Stored items
=-=-=
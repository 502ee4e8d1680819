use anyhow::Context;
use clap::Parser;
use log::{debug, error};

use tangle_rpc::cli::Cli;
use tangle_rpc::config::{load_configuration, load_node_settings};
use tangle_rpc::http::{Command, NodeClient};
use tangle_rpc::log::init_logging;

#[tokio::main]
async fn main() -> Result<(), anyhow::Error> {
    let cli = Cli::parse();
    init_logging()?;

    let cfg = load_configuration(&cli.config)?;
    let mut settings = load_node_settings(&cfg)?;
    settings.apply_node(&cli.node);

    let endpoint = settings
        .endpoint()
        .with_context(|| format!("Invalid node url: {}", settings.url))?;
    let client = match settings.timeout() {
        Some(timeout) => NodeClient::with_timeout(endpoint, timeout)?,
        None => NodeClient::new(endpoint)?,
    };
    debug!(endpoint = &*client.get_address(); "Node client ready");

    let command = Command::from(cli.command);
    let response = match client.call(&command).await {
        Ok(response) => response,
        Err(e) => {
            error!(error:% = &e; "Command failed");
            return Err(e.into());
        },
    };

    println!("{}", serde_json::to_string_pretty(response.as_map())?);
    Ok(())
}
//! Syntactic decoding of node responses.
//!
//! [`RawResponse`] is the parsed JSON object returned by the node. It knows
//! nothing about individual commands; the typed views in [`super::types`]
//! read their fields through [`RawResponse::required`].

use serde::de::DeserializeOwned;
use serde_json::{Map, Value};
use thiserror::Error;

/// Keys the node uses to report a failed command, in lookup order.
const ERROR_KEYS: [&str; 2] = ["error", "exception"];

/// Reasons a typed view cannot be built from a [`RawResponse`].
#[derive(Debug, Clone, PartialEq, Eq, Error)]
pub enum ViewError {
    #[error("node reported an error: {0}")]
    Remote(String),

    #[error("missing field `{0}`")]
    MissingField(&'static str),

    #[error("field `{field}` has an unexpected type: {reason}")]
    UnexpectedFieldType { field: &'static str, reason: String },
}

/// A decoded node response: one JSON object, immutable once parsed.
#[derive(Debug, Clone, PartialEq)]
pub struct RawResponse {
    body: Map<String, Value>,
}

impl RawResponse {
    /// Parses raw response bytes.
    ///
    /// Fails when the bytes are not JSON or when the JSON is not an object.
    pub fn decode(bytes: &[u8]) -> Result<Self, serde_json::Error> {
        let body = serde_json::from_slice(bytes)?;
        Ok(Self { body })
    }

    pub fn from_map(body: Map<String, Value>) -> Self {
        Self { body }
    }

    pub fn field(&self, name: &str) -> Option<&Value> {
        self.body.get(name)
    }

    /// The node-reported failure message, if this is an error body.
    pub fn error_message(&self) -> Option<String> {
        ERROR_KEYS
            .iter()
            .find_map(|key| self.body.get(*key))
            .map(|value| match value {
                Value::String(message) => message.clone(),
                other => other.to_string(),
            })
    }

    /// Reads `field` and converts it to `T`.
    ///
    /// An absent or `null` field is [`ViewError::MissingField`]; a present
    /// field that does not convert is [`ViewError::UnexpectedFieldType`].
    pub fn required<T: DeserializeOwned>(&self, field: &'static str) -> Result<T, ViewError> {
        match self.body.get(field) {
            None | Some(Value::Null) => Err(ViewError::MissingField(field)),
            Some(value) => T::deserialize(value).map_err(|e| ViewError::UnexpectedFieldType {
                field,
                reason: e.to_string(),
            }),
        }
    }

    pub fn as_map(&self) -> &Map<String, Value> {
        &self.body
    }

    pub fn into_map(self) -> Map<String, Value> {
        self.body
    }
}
=-=-=
All of the records above are to be repeated exactly.

repository 502ee4e8d1680819
use anyhow::Context;
use clap::Parser;
use log::{debug, error};

use tangle_rpc::cli::Cli;
use tangle_rpc::config::{load_configuration, load_node_settings};
use tangle_rpc::http::{Command, NodeClient};
use tangle_rpc::log::init_logging;

#[tokio::main]
async fn main() -> Result<(), anyhow::Error> {
    let cli = Cli::parse();
    init_logging()?;

    let cfg = load_configuration(&cli.config)?;
    let mut settings = load_node_settings(&cfg)?;
    settings.apply_node(&cli.node);

    let endpoint = settings
        .endpoint()
        .with_context(|| format!("Invalid node url: {}", settings.url))?;
    let client = match settings.timeout() {
        Some(timeout) => NodeClient::with_timeout(endpoint, timeout)?,
        None => NodeClient::new(endpoint)?,
    };
    debug!(endpoint = &*client.get_address(); "Node client ready");

    let command = Command::from(cli.command);
    let response = match client.call(&command).await {
        Ok(response) => response,
        Err(e) => {
            error!(error:% = &e; "Command failed");
            return Err(e.into());
        },
    };

    println!("{}", serde_json::to_string_pretty(response.as_map())?);
    Ok(())
}
//! Syntactic decoding of node responses.
//!
//! [`RawResponse`] is the parsed JSON object returned by the node. It knows
//! nothing about individual commands; the typed views in [`super::types`]
//! read their fields through [`RawResponse::required`].

use serde::de::DeserializeOwned;
use serde_json::{Map, Value};
use thiserror::Error;

/// Keys the node uses to report a failed command, in lookup order.
const ERROR_KEYS: [&str; 2] = ["error", "exception"];

/// Reasons a typed view cannot be built from a [`RawResponse`].
#[derive(Debug, Clone, PartialEq, Eq, Error)]
pub enum ViewError {
    #[error("node reported an error: {0}")]
    Remote(String),

    #[error("missing field `{0}`")]
    MissingField(&'static str),

    #[error("field `{field}` has an unexpected type: {reason}")]
    UnexpectedFieldType { field: &'static str, reason: String },
}

/// A decoded node response: one JSON object, immutable once parsed.
#[derive(Debug, Clone, PartialEq)]
pub struct RawResponse {
    body: Map<String, Value>,
}

impl RawResponse {
    /// Parses raw response bytes.
    ///
    /// Fails when the bytes are not JSON or when the JSON is not an object.
    pub fn decode(bytes: &[u8]) -> Result<Self, serde_json::Error> {
        let body = serde_json::from_slice(bytes)?;
        Ok(Self { body })
    }

    pub fn from_map(body: Map<String, Value>) -> Self {
        Self { body }
    }

    pub fn field(&self, name: &str) -> Option<&Value> {
        self.body.get(name)
    }

    /// The node-reported failure message, if this is an error body.
    pub fn error_message(&self) -> Option<String> {
        ERROR_KEYS
            .iter()
            .find_map(|key| self.body.get(*key))
            .map(|value| match value {
                Value::String(message) => message.clone(),
                other => other.to_string(),
            })
    }

    /// Reads `field` and converts it to `T`.
    ///
    /// An absent or `null` field is [`ViewError::MissingField`]; a present
    /// field that does not convert is [`ViewError::UnexpectedFieldType`].
    pub fn required<T: DeserializeOwned>(&self, field: &'static str) -> Result<T, ViewError> {
        match self.body.get(field) {
            None | Some(Value::Null) => Err(ViewError::MissingField(field)),
            Some(value) => T::deserialize(value).map_err(|e| ViewError::UnexpectedFieldType {
                field,
                reason: e.to_string(),
            }),
        }
    }

    pub fn as_map(&self) -> &Map<String, Value> {
        &self.body
    }

    pub fn into_map(self) -> Map<String, Value> {
        self.body
    }
}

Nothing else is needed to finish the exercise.